The winner’s circle ceremonies seemed to be taking too long and I was holding a hot horse, who likewise was eager to get moving again. As he moved about restlessly, I asked Dad if I could take him to the test barn. He nodded, I handed the colt off to Beto and draped him with the cream-colored blanket with the russet trim and the crowd applauded as he passed the length of the grandstand on his way to the test barn.
It was after dark when we got Savannah Jr bedded down and returned to the trailer house on the hill. My sisters Terry, age 11, and Sharon, age 9, were dressed in their Sunday finest, as was
Mom. Dad and I cleaned up and we went to the Chapparal for the traditional winners’ dinner. It was the first time I ever ate lobster.
The next day began like any other, aside from the congratulations of others. Savannah Jr was as frisky as ever as we got him cleaned up and ready to take over to the infield for
the official photograph for the cover of the Quarter Horse Journal. Nothing needed to be said about the snub from the photographers the previous morning.
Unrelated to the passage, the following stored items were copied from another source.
//! Word-level access to the managed byte buffer.
//!
//! All allocator metadata lives inside the arena. Block, tree and chain
//! references are byte offsets from the start of the buffer, so following a
//! link is an offset computation plus one word read.
//!
//! # Node Layout
//!
//! A free block is either a tree node (one per distinct free size) or a
//! duplicate hanging off the tree node of its size:
//!
//! ```text
//!   word:   0        1         2         3         4            last
//!         +--------+---------+---------+---------+------------+---+--------+
//!   tree  | header | parent  | left    | right   | list_start |...| footer |
//!         +--------+---------+---------+---------+------------+---+--------+
//!   dup   | header | prev    | next    | unused  | DUPLICATE  |...| footer |
//!         +--------+---------+---------+---------+------------+---+--------+
//! ```
//!
//! The first duplicate's `prev` is the tree node itself; the last
//! duplicate's `next` is the sentinel.

use core::{fmt, ops::Range};

use crate::block::{self, Header, WORD};

const PARENT: usize = WORD;
const PREV: usize = WORD;
const LEFT: usize = 2 * WORD;
const NEXT: usize = 2 * WORD;
const RIGHT: usize = 3 * WORD;
const LIST_START: usize = 4 * WORD;

/// Value stored in the `list_start` slot of a duplicate.
///
/// Never a valid offset, so it tells duplicates and tree nodes apart.
const DUPLICATE: usize = usize::MAX;

/// Child direction of a tree link.
///
/// The red-black algorithms are written once for one direction and use `!dir`
/// for the mirror case.
#[derive(Debug, Clone, Copy, PartialEq, Eq)]
pub(crate) enum Dir {
    Left,
    Right,
}

impl core::ops::Not for Dir {
    type Output = Self;

    fn not(self) -> Self {
        match self {
            Self::Left => Self::Right,
            Self::Right => Self::Left,
        }
    }
}

impl From<bool> for Dir {
    /// `true` goes right, `false` goes left, matching `node_size < key`.
    fn from(right: bool) -> Self {
        if right { Self::Right } else { Self::Left }
    }
}

/// The managed byte buffer.
pub(crate) struct Arena<'a> {
    bytes: &'a mut [u8],
}

impl fmt::Debug for Arena<'_> {
    fn fmt(&self, f: &mut fmt::Formatter<'_>) -> fmt::Result {
        f.debug_struct("Arena")
            .field("len", &self.bytes.len())
            .finish_non_exhaustive()
    }
}

impl<'a> Arena<'a> {
    pub(crate) fn new(bytes: &'a mut [u8]) -> Self {
        Self { bytes }
    }

    pub(crate) fn len(&self) -> usize {
        self.bytes.len()
    }

    fn word(&self, at: usize) -> usize {
        let mut raw = [0; WORD];
        raw.copy_from_slice(&self.bytes[at..at + WORD]);
        usize::from_ne_bytes(raw)
    }

    fn set_word(&mut self, at: usize, value: usize) {
        self.bytes[at..at + WORD].copy_from_slice(&value.to_ne_bytes());
    }

    pub(crate) fn header(&self, block: usize) -> Header {
        Header::from_raw(self.word(block))
    }

    /// Rewrites the header word only.
    ///
    /// Used for allocated blocks and the sentinel; free blocks go through
    /// [`set_boundary_tags`](Self::set_boundary_tags).
    pub(crate) fn set_header(&mut self, block: usize, header: Header) {
        self.set_word(block, header.raw());
    }

    /// Reads the footer of a block of `size` bytes.
    pub(crate) fn footer(&self, block: usize, size: usize) -> Header {
        Header::from_raw(self.word(block::footer_of(block, size)))
    }

    /// Writes `header` into both the header and the footer of `block`.
    pub(crate) fn set_boundary_tags(&mut self, block: usize, header: Header) {
        self.set_word(block, header.raw());
        self.set_word(block::footer_of(block, header.size()), header.raw());
    }

    /// Locates the free block ending right before `block` through its footer.
    ///
    /// Only valid when `block`'s header says its left neighbor is free.
    pub(crate) fn left_neighbor(&self, block: usize) -> usize {
        let left_footer = Header::from_raw(self.word(block - WORD));
        block - left_footer.size()
    }

    /// Parent of a tree node; the sentinel for the root.
    pub(crate) fn parent(&self, node: usize) -> usize {
        self.word(node + PARENT)
    }

    /// Sets the parent of tree node `node`.
    pub(crate) fn set_parent(&mut self, node: usize, parent: usize) {
        self.set_word(node + PARENT, parent);
    }

    /// Child of a tree node on side `dir`.
    pub(crate) fn link(&self, node: usize, dir: Dir) -> usize {
        match dir {
            Dir::Left => self.word(node + LEFT),
            Dir::Right => self.word(node + RIGHT),
        }
    }

    /// Sets the child of tree node `node` on side `dir`.
    pub(crate) fn set_link(&mut self, node: usize, dir: Dir, child: usize) {
        match dir {
            Dir::Left => self.set_word(node + LEFT, child),
            Dir::Right => self.set_word(node + RIGHT, child),
        }
    }

    /// First duplicate in a tree node's chain, or the sentinel when it has none.
    pub(crate) fn list_start(&self, node: usize) -> usize {
        self.word(node + LIST_START)
    }

    /// Sets the first duplicate of tree node `node`.
    pub(crate) fn set_list_start(&mut self, node: usize, first: usize) {
        self.set_word(node + LIST_START, first);
    }

    /// Previous chain entry; the owning tree node for the first duplicate.
    pub(crate) fn prev(&self, entry: usize) -> usize {
        self.word(entry + PREV)
    }

    /// Sets the previous chain entry of `entry`.
    pub(crate) fn set_prev(&mut self, entry: usize, prev: usize) {
        self.set_word(entry + PREV, prev);
    }

    /// Next chain entry; the sentinel at the tail.
    pub(crate) fn next(&self, entry: usize) -> usize {
        self.word(entry + NEXT)
    }

    /// Sets the next chain entry of `entry`.
    pub(crate) fn set_next(&mut self, entry: usize, next: usize) {
        self.set_word(entry + NEXT, next);
    }

    /// Returns `true` if the free block `block` is a duplicate-chain entry
    /// rather than a tree node.
    pub(crate) fn is_duplicate(&self, block: usize) -> bool {
        self.list_start(block) == DUPLICATE
    }

    pub(crate) fn mark_duplicate(&mut self, block: usize) {
        self.set_list_start(block, DUPLICATE);
    }

    pub(crate) fn bytes(&self, range: Range<usize>) -> &[u8] {
        &self.bytes[range]
    }

    pub(crate) fn bytes_mut(&mut self, range: Range<usize>) -> &mut [u8] {
        &mut self.bytes[range]
    }

    /// Moves payload bytes inside the arena; the ranges may overlap.
    pub(crate) fn copy_within(&mut self, src: Range<usize>, dest: usize) {
        self.bytes.copy_within(src, dest);
    }

    /// Walks blocks from offset 0 up to `end`.
    pub(crate) fn blocks(&self, end: usize) -> Blocks<'_, 'a> {
        Blocks {
            arena: self,
            at: 0,
            end,
        }
    }
}

/// Linear walk over the blocks of the client range.
///
/// Stops early on a zero-sized header so a corrupted heap cannot loop
/// forever.
pub(crate) struct Blocks<'r, 'a> {
    arena: &'r Arena<'a>,
    at: usize,
    end: usize,
}

impl Iterator for Blocks<'_, '_> {
    type Item = (usize, Header);

    fn next(&mut self) -> Option<Self::Item> {
        if self.at >= self.end {
            return None;
        }
        let at = self.at;
        let header = self.arena.header(at);
        self.at = match header.size() {
            0 => self.end,
            size => at.saturating_add(size),
        };
        Some((at, header))
    }
}
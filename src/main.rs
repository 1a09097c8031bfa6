use std::path::PathBuf;

use anyhow::{Context, Result};
use clap::Parser;

use rusty_dataloader::{DataLoader, DataPars, Output, Value};

#[derive(Parser, Debug)]
#[command(name = "rusty-dataloader")]
#[command(about = "Load a dataset described by a JSON configuration and report its shape")]
struct Cli {
    /// Configuration file (JSON)
    config: PathBuf,

    /// Key of the section holding the data parameters, e.g. `data_pars`
    #[arg(short, long)]
    section: Option<String>,

    /// Print the intermediate (unshaped) output instead of the final one
    #[arg(long)]
    intermediate: bool,
}

fn describe(value: &Value) -> String {
    match value {
        Value::Array(_) | Value::Frame(_) => match value.shape() {
            Some(shape) => format!("{} {shape:?}", value.kind()),
            None => value.kind().to_string(),
        },
        Value::Scalar(s) => format!("scalar {s}"),
        Value::Stream(s) => match s.n_batches() {
            Some(n) => format!("stream of {n} batches"),
            None => "stream".to_string(),
        },
    }
}

fn main() -> Result<()> {
    env_logger::init();
    let cli = Cli::parse();

    let pars = DataPars::from_path(&cli.config, cli.section.as_deref())
        .with_context(|| format!("reading {}", cli.config.display()))?;
    let mut loader = DataLoader::new(pars);
    loader.compute().context("computing dataset")?;
    let output = loader.get_data(cli.intermediate)?;

    println!("{} ({} entries)", output.case_name(), output.len());
    match &output {
        Output::Single(v) => println!("  {}", describe(v)),
        Output::Sequence(values) => {
            for (i, v) in values.iter().enumerate() {
                println!("  [{i}] {}", describe(v));
            }
        }
        Output::Map(named) => {
            for (name, v) in named.iter() {
                println!("  {name}: {}", describe(v));
            }
        }
        Output::SequenceOfMaps(records) => {
            for (i, record) in records.iter().enumerate() {
                for (name, v) in record.iter() {
                    println!("  [{i}].{name}: {}", describe(v));
                }
            }
        }
        Output::MapOfMaps(named) => {
            for (outer, record) in named.iter() {
                for (name, v) in record.iter() {
                    println!("  {outer}.{name}: {}", describe(v));
                }
            }
        }
    }
    Ok(())
}
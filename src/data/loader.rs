use std::fs::File;
use std::io::{Cursor, Read};
use std::path::{Path, PathBuf};
use std::sync::Arc;

use anyhow::{bail, Context, Result};
use arrow::array::{
    Array, AsArray, BooleanArray, Float32Array, Float64Array, Int32Array, Int64Array,
};
use arrow::datatypes::DataType;
use ndarray::ArrayD;
use ndarray_npy::{NpzReader, ReadNpyExt};
use parquet::arrow::arrow_reader::ParquetRecordBatchReaderBuilder;
use serde_json::Value as JsonValue;

use super::model::{Frame, Scalar, Source, Value};
use super::output::{Named, Output};
use super::stream::{open_source, read_columns, Stream};
use crate::config::{arg_bool, arg_usize, Args};

// ---------------------------------------------------------------------------
// CSV loader  (csv::read)
// ---------------------------------------------------------------------------

/// Read a CSV source into a frame.
///
/// Args:
/// * `chunksize`   – return a lazy stream of frames with this many rows
/// * `delimiter`   – single-character field separator (default `,`)
/// * `has_headers` – first row holds column names (default `true`)
pub fn read_csv(source: &Source, args: &Args) -> Result<Output> {
    let delimiter = match args.get("delimiter").and_then(JsonValue::as_str) {
        None => b',',
        Some(d) if d.len() == 1 => d.as_bytes()[0],
        Some(d) => bail!("delimiter must be a single byte, got '{d}'"),
    };
    let has_headers = arg_bool(args, "has_headers")?.unwrap_or(true);

    if let Some(chunksize) = arg_usize(args, "chunksize")? {
        return Ok(Output::Single(Value::Stream(Stream::CsvChunks {
            source: source.clone(),
            chunksize,
            delimiter,
            has_headers,
        })));
    }

    let mut reader = csv::ReaderBuilder::new()
        .delimiter(delimiter)
        .has_headers(has_headers)
        .from_reader(open_source(source)?);
    let columns = read_columns(&mut reader)?;

    let mut rows = Vec::new();
    for (row_no, result) in reader.records().enumerate() {
        let record = result.with_context(|| format!("CSV row {row_no}"))?;
        if record.len() != columns.len() {
            bail!(
                "CSV row {row_no}: expected {} fields, found {}",
                columns.len(),
                record.len()
            );
        }
        rows.push(record.iter().map(Scalar::parse).collect());
    }

    Ok(Output::Single(Value::Frame(Frame::new(columns, rows))))
}

// ---------------------------------------------------------------------------
// NumPy loader  (npy::load)
// ---------------------------------------------------------------------------

const ZIP_MAGIC: &[u8] = b"PK\x03\x04";

/// Load a `.npy` array, or every member of a `.npz` archive.
///
/// Archives are recognised by their zip signature and come back as a named
/// mapping in archive order. Integer, boolean and `f32` arrays are widened to
/// `f64`. `allow_pickle` is accepted for compatibility; object arrays are
/// never readable.
pub fn load_npy(source: &Source, _args: &Args) -> Result<Output> {
    let path = source.local_path()?;
    let mut bytes = Vec::new();
    File::open(path)
        .with_context(|| format!("opening {}", path.display()))?
        .read_to_end(&mut bytes)
        .with_context(|| format!("reading {}", path.display()))?;

    if bytes.starts_with(ZIP_MAGIC) {
        let mut npz = NpzReader::new(Cursor::new(bytes)).context("opening npz archive")?;
        let mut members = Named::new();
        for name in npz.names().context("listing npz members")? {
            let array = read_npz_member(&mut npz, &name)?;
            let key = name.strip_suffix(".npy").unwrap_or(&name).to_string();
            members.insert(key, Value::Array(array));
        }
        return Ok(Output::Map(members));
    }

    Ok(Output::Single(Value::Array(read_npy_bytes(&bytes)?)))
}

fn read_npy_bytes(bytes: &[u8]) -> Result<ArrayD<f64>> {
    if let Ok(a) = ArrayD::<f64>::read_npy(Cursor::new(bytes)) {
        return Ok(a);
    }
    if let Ok(a) = ArrayD::<f32>::read_npy(Cursor::new(bytes)) {
        return Ok(a.mapv(f64::from));
    }
    if let Ok(a) = ArrayD::<i64>::read_npy(Cursor::new(bytes)) {
        return Ok(a.mapv(|v| v as f64));
    }
    if let Ok(a) = ArrayD::<i32>::read_npy(Cursor::new(bytes)) {
        return Ok(a.mapv(f64::from));
    }
    if let Ok(a) = ArrayD::<bool>::read_npy(Cursor::new(bytes)) {
        return Ok(a.mapv(|v| if v { 1.0 } else { 0.0 }));
    }
    ArrayD::<f64>::read_npy(Cursor::new(bytes)).context("unsupported .npy element type")
}

fn read_npz_member(npz: &mut NpzReader<Cursor<Vec<u8>>>, name: &str) -> Result<ArrayD<f64>> {
    if let Ok(a) = npz.by_name::<ndarray::OwnedRepr<f64>, ndarray::IxDyn>(name) {
        return Ok(a);
    }
    if let Ok(a) = npz.by_name::<ndarray::OwnedRepr<f32>, ndarray::IxDyn>(name) {
        return Ok(a.mapv(f64::from));
    }
    if let Ok(a) = npz.by_name::<ndarray::OwnedRepr<i64>, ndarray::IxDyn>(name) {
        return Ok(a.mapv(|v| v as f64));
    }
    if let Ok(a) = npz.by_name::<ndarray::OwnedRepr<i32>, ndarray::IxDyn>(name) {
        return Ok(a.mapv(f64::from));
    }
    npz.by_name::<ndarray::OwnedRepr<f64>, ndarray::IxDyn>(name)
        .with_context(|| format!("npz member '{name}' has an unsupported element type"))
}

// ---------------------------------------------------------------------------
// Pickle-style loader  (pickle::load)
// ---------------------------------------------------------------------------

/// Restore an output persisted by `save::pickle`.
pub fn load_pickle(source: &Source, _args: &Args) -> Result<Output> {
    let reader = open_source(source)?;
    serde_json::from_reader(reader).with_context(|| format!("deserializing {source}"))
}

// ---------------------------------------------------------------------------
// JSON records loader  (json::read)
// ---------------------------------------------------------------------------

/// Records-oriented JSON (`[{ "col": value, ... }, ...]`) into a frame.
///
/// Columns appear in order of first occurrence; missing cells are null.
pub fn read_json(source: &Source, _args: &Args) -> Result<Output> {
    let root: JsonValue =
        serde_json::from_reader(open_source(source)?).context("parsing JSON")?;
    let records = root.as_array().context("Expected top-level JSON array")?;

    let mut columns: Vec<String> = Vec::new();
    for (i, rec) in records.iter().enumerate() {
        let obj = rec
            .as_object()
            .with_context(|| format!("Row {i} is not a JSON object"))?;
        for key in obj.keys() {
            if !columns.contains(key) {
                columns.push(key.clone());
            }
        }
    }

    let rows = records
        .iter()
        .filter_map(JsonValue::as_object)
        .map(|obj| {
            columns
                .iter()
                .map(|c| obj.get(c).map(json_to_scalar).unwrap_or(Scalar::Null))
                .collect()
        })
        .collect();

    Ok(Output::Single(Value::Frame(Frame::new(columns, rows))))
}

fn json_to_scalar(val: &JsonValue) -> Scalar {
    match val {
        JsonValue::String(s) => Scalar::String(s.clone()),
        JsonValue::Number(n) => {
            if let Some(i) = n.as_i64() {
                Scalar::Integer(i)
            } else if let Some(f) = n.as_f64() {
                Scalar::Float(f)
            } else {
                Scalar::String(n.to_string())
            }
        }
        JsonValue::Bool(b) => Scalar::Bool(*b),
        JsonValue::Null => Scalar::Null,
        other => Scalar::String(other.to_string()),
    }
}

// ---------------------------------------------------------------------------
// Parquet loader  (parquet::read)
// ---------------------------------------------------------------------------

/// Flat Parquet columns into a frame. Nested columns are kept as text.
pub fn read_parquet(source: &Source, _args: &Args) -> Result<Output> {
    let path = source.local_path()?;
    let file = File::open(path).context("opening parquet file")?;
    let builder =
        ParquetRecordBatchReaderBuilder::try_new(file).context("reading parquet metadata")?;
    let columns: Vec<String> = builder
        .schema()
        .fields()
        .iter()
        .map(|f| f.name().clone())
        .collect();
    let reader = builder.build().context("building parquet reader")?;

    let mut rows = Vec::new();
    for batch_result in reader {
        let batch = batch_result.context("reading parquet record batch")?;
        for row in 0..batch.num_rows() {
            rows.push(
                batch
                    .columns()
                    .iter()
                    .map(|col| extract_scalar(col, row))
                    .collect(),
            );
        }
    }

    Ok(Output::Single(Value::Frame(Frame::new(columns, rows))))
}

/// Extract a single cell from an Arrow column at a given row.
fn extract_scalar(col: &Arc<dyn Array>, row: usize) -> Scalar {
    if col.is_null(row) {
        return Scalar::Null;
    }
    let any = col.as_any();
    match col.data_type() {
        DataType::Utf8 => Scalar::String(col.as_string::<i32>().value(row).to_string()),
        DataType::LargeUtf8 => Scalar::String(col.as_string::<i64>().value(row).to_string()),
        DataType::Int32 => any
            .downcast_ref::<Int32Array>()
            .map_or(Scalar::Null, |a| Scalar::Integer(i64::from(a.value(row)))),
        DataType::Int64 => any
            .downcast_ref::<Int64Array>()
            .map_or(Scalar::Null, |a| Scalar::Integer(a.value(row))),
        DataType::Float32 => any
            .downcast_ref::<Float32Array>()
            .map_or(Scalar::Null, |a| Scalar::Float(f64::from(a.value(row)))),
        DataType::Float64 => any
            .downcast_ref::<Float64Array>()
            .map_or(Scalar::Null, |a| Scalar::Float(a.value(row))),
        DataType::Boolean => any
            .downcast_ref::<BooleanArray>()
            .map_or(Scalar::Null, |a| Scalar::Bool(a.value(row))),
        _ => match arrow::util::display::array_value_to_string(col, row) {
            Ok(s) => Scalar::String(s),
            Err(_) => Scalar::String(format!("{:?}", col.data_type())),
        },
    }
}

// ---------------------------------------------------------------------------
// Image directory loader  (image::read_dir)
// ---------------------------------------------------------------------------

const IMAGE_EXTENSIONS: &[&str] = &["png", "jpg", "jpeg"];

/// Index a directory laid out as `<root>/<class>/<image>` into lazy batches.
///
/// Args: `batch_size` (default 32), `target_size` as `[width, height]`
/// (default `[256, 256]`). Classes are sorted by name and labelled `0..n`.
pub fn read_image_dir(source: &Source, args: &Args) -> Result<Output> {
    let root = source.local_path()?;
    let batch_size = arg_usize(args, "batch_size")?.unwrap_or(32);
    let target_size = match args.get("target_size") {
        None => (256, 256),
        Some(v) => parse_target_size(v)?,
    };

    let mut class_dirs: Vec<PathBuf> = std::fs::read_dir(root)
        .with_context(|| format!("listing {}", root.display()))?
        .filter_map(|entry| entry.ok().map(|e| e.path()))
        .filter(|p| p.is_dir())
        .collect();
    class_dirs.sort();
    if class_dirs.is_empty() {
        bail!("{} has no class sub-directories", root.display());
    }

    let mut classes = Vec::with_capacity(class_dirs.len());
    let mut files = Vec::new();
    for (label, dir) in class_dirs.iter().enumerate() {
        classes.push(
            dir.file_name()
                .map(|n| n.to_string_lossy().into_owned())
                .unwrap_or_default(),
        );
        let mut images: Vec<PathBuf> = std::fs::read_dir(dir)
            .with_context(|| format!("listing {}", dir.display()))?
            .filter_map(|entry| entry.ok().map(|e| e.path()))
            .filter(|p| is_image(p))
            .collect();
        images.sort();
        files.extend(images.into_iter().map(|p| (p, label)));
    }
    log::debug!(
        "found {} images in {} classes under {}",
        files.len(),
        classes.len(),
        root.display()
    );

    Ok(Output::Single(Value::Stream(Stream::ImageBatches {
        classes,
        files,
        batch_size,
        target_size,
    })))
}

fn is_image(path: &Path) -> bool {
    path.extension()
        .and_then(|e| e.to_str())
        .map(|e| IMAGE_EXTENSIONS.contains(&e.to_ascii_lowercase().as_str()))
        .unwrap_or(false)
}

fn parse_target_size(v: &JsonValue) -> Result<(u32, u32)> {
    let dims: Vec<u32> = v
        .as_array()
        .context("target_size must be [width, height]")?
        .iter()
        .map(|d| {
            d.as_u64()
                .and_then(|d| u32::try_from(d).ok())
                .filter(|d| *d > 0)
                .context("target_size entries must be positive integers")
        })
        .collect::<Result<_>>()?;
    match dims.as_slice() {
        [w, h] => Ok((*w, *h)),
        _ => bail!("target_size must have exactly two entries"),
    }
}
Savannah Jr closed out the season with a victory in the Sunland Fall Futurity and was voted Champion Two-Year-Old Colt. He returned in 1966 to repeat as Champion Three- Year-Old Colt despite a limited campaign. In his final start he won the Ruidoso Championship over Decketta, Mr. Bar El and The Ole Man. He retired as the All-Time Leading Money Winner with earnings of $277,300—the first Quarter Horse to win a quarter of a million dollars.
We retired Savannah Jr after his three-year- old season and Dad retired from training to stand him at stud. He faced an uphill battle as a stallion. Three Bars and Top Deck bloodlines were all the rage in those days and Savannah Jr carried not a drop of either. He was a big, long- bodied horse—too Thoroughbredy for many breeders. And ironically, Dad said the public gave him way too much credit for changing shoes for the All American Futurity, implying that the colt was “just a mudder.”
Savannah Jr’s stud fee of $1,000 never changed. His best son was Savannah Swinger, who finished third in the 1971
All American Futurity. But he bred enough mares to sustain Wells Ranch until the other successful stallions, Azure Te and Easy Six came along. Savannah Jr is buried at the
old Wells Ranch headquarters near Alex, Oklahoma. Memories of him are etched in my mind and on my heart.